Salient to Investors:
Profit margins had their first 12-month contraction since 2009 leaving investors increasingly dependent on economic growth to boost stocks.
Bears say stagnant profitability accompanied recessions in 2000 and 2007. Bulls say housing and employment data indicate an accelerating economy and valuations are low.
Russ Koesterich at BlackRock said margins collapse when economies are weakening, and companies remain very profitable, supporting stocks.
Profit margins in the S&P 500 excluding financial firms have averaged 6 percent since 1993. The S&P 500 is at 14.3 times earnings versus the five-decade average of 16.4.
David Joy at Ameriprise Financial said half1 2013 will be a struggle to maintain earning growth.
Analysts expect Q3 S&P 500 income rose 1.8 percent versus an estimate of 9.3 percent on Jan 1, and will increase 10 percent in 2013, unchanged from the expectation 1 1/2 years ago. So far 273 companies in the S&P 500 have reported quarterly earnings declining by 0.4 percent.

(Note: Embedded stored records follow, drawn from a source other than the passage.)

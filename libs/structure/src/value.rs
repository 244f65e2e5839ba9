use std::borrow::Cow;
use std::collections::HashMap;

use serde::ser::{Serialize, Serializer};

use crate::reflect::Kind;

/// Result of converting a structure: resolved key → field value.
pub type Map<'a> = HashMap<String, Value<'a>>;

/// Dynamically typed field value.
///
/// Keeps the type family of the field it was read from:
/// - Scalars: copied, width preserved (`i32` stays `I32`)
/// - Strings: `Cow`, borrowed from the structure when possible
/// - Sequences, maps, nested structures: recursive
#[derive(Debug, Clone, PartialEq)]
pub enum Value<'a> {
    Bool(bool),
    I8(i8),
    I16(i16),
    I32(i32),
    I64(i64),
    I128(i128),
    U8(u8),
    U16(u16),
    U32(u32),
    U64(u64),
    U128(u128),
    F32(f32),
    F64(f64),
    Char(char),
    Str(Cow<'a, str>),

    Seq(Vec<Value<'a>>),
    /// String-keyed map, or a nested structure converted to its map.
    Map(Map<'a>),

    /// `None`.
    Null,
}

impl<'a> Value<'a> {
    pub fn kind(&self) -> Kind {
        match self {
            Value::Bool(_) => Kind::Bool,
            Value::I8(_) | Value::I16(_) | Value::I32(_) | Value::I64(_) | Value::I128(_) => {
                Kind::Int
            }
            Value::U8(_) | Value::U16(_) | Value::U32(_) | Value::U64(_) | Value::U128(_) => {
                Kind::Uint
            }
            Value::F32(_) | Value::F64(_) => Kind::Float,
            Value::Char(_) => Kind::Char,
            Value::Str(_) => Kind::String,
            Value::Seq(_) => Kind::Seq,
            Value::Map(_) => Kind::Map,
            Value::Null => Kind::Option,
        }
    }

    pub fn is_null(&self) -> bool {
        matches!(self, Value::Null)
    }

    pub fn as_str(&self) -> Option<&str> {
        match self {
            Value::Str(s) => Some(s),
            _ => None,
        }
    }

    pub fn as_map(&self) -> Option<&Map<'a>> {
        match self {
            Value::Map(m) => Some(m),
            _ => None,
        }
    }

    /// Detach the value from the structure it was read from.
    pub fn into_owned(self) -> Value<'static> {
        match self {
            Value::Bool(v) => Value::Bool(v),
            Value::I8(v) => Value::I8(v),
            Value::I16(v) => Value::I16(v),
            Value::I32(v) => Value::I32(v),
            Value::I64(v) => Value::I64(v),
            Value::I128(v) => Value::I128(v),
            Value::U8(v) => Value::U8(v),
            Value::U16(v) => Value::U16(v),
            Value::U32(v) => Value::U32(v),
            Value::U64(v) => Value::U64(v),
            Value::U128(v) => Value::U128(v),
            Value::F32(v) => Value::F32(v),
            Value::F64(v) => Value::F64(v),
            Value::Char(v) => Value::Char(v),
            Value::Str(s) => Value::Str(Cow::Owned(s.into_owned())),
            Value::Seq(items) => Value::Seq(items.into_iter().map(Value::into_owned).collect()),
            Value::Map(map) => Value::Map(
                map.into_iter()
                    .map(|(k, v)| (k, v.into_owned()))
                    .collect(),
            ),
            Value::Null => Value::Null,
        }
    }
}

impl Serialize for Value<'_> {
    fn serialize<S: Serializer>(&self, serializer: S) -> Result<S::Ok, S::Error> {
        match self {
            Value::Bool(v) => serializer.serialize_bool(*v),
            Value::I8(v) => serializer.serialize_i8(*v),
            Value::I16(v) => serializer.serialize_i16(*v),
            Value::I32(v) => serializer.serialize_i32(*v),
            Value::I64(v) => serializer.serialize_i64(*v),
            Value::I128(v) => serializer.serialize_i128(*v),
            Value::U8(v) => serializer.serialize_u8(*v),
            Value::U16(v) => serializer.serialize_u16(*v),
            Value::U32(v) => serializer.serialize_u32(*v),
            Value::U64(v) => serializer.serialize_u64(*v),
            Value::U128(v) => serializer.serialize_u128(*v),
            Value::F32(v) => serializer.serialize_f32(*v),
            Value::F64(v) => serializer.serialize_f64(*v),
            Value::Char(v) => serializer.serialize_char(*v),
            Value::Str(s) => serializer.serialize_str(s),
            Value::Seq(items) => serializer.collect_seq(items),
            Value::Map(map) => serializer.collect_map(map),
            Value::Null => serializer.serialize_none(),
        }
    }
}

// ---------------------------------------------------------------------------
// From impls: plain Rust values → Value
// ---------------------------------------------------------------------------

macro_rules! impl_from_scalar {
    ($($ty:ty => $variant:ident),* $(,)?) => {
        $(
            impl From<$ty> for Value<'_> {
                fn from(v: $ty) -> Self {
                    Value::$variant(v)
                }
            }
        )*
    };
}

impl_from_scalar! {
    bool => Bool,
    i8 => I8,
    i16 => I16,
    i32 => I32,
    i64 => I64,
    i128 => I128,
    u8 => U8,
    u16 => U16,
    u32 => U32,
    u64 => U64,
    u128 => U128,
    f32 => F32,
    f64 => F64,
    char => Char,
}

impl<'a> From<&'a str> for Value<'a> {
    fn from(s: &'a str) -> Self {
        Value::Str(Cow::Borrowed(s))
    }
}

impl From<String> for Value<'_> {
    fn from(s: String) -> Self {
        Value::Str(Cow::Owned(s))
    }
}

impl<'a> From<Map<'a>> for Value<'a> {
    fn from(map: Map<'a>) -> Self {
        Value::Map(map)
    }
}

impl<'a, T: Into<Value<'a>>> From<Vec<T>> for Value<'a> {
    fn from(items: Vec<T>) -> Self {
        Value::Seq(items.into_iter().map(Into::into).collect())
    }
}

impl<'a, T: Into<Value<'a>>> From<Option<T>> for Value<'a> {
    fn from(v: Option<T>) -> Self {
        v.map_or(Value::Null, Into::into)
    }
}

#[cfg(test)]
mod tests {
    use super::*;

    #[test]
    fn into_owned_keeps_content() {
        let text = String::from("borrowed");
        let value = Value::Seq(vec![Value::from(text.as_str()), Value::I32(7)]);
        let owned: Value<'static> = value.into_owned();
        drop(text);
        assert_eq!(
            owned,
            Value::Seq(vec![Value::from("borrowed".to_string()), Value::I32(7)])
        );
    }

    #[test]
    fn serializes_as_plain_json() {
        let mut map = Map::new();
        map.insert("name".into(), Value::from("Arslan"));
        map.insert("id".into(), Value::I32(123456));
        map.insert("tags".into(), Value::from(vec!["a", "b"]));
        map.insert("parent".into(), Value::Null);

        let json = serde_json::to_value(Value::Map(map)).unwrap();
        assert_eq!(
            json,
            serde_json::json!({
                "name": "Arslan",
                "id": 123456,
                "tags": ["a", "b"],
                "parent": null,
            })
        );
    }

    #[test]
    fn kind_follows_type_family() {
        assert_eq!(Value::U16(1).kind(), Kind::Uint);
        assert_eq!(Value::I8(-1).kind(), Kind::Int);
        assert_eq!(Value::U128(u128::MAX).kind(), Kind::Uint);
        assert_eq!(Value::from("x").kind(), Kind::String);
        assert_eq!(Value::from(None::<bool>).kind(), Kind::Option);
    }
}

Brian Jacobsen at Wells Fargo Advantage Funds said shares are so cheap relative to profits that shares could keep rising even if margins fail to rebound. Jacobsen said sentiment beginning to improve could lead to multiple expansion and drive the market higher even with flat or declining earnings.
David Kelly at JPMorgan Funds said slow global growth means earnings will do pretty poorly at this stage of the cycle.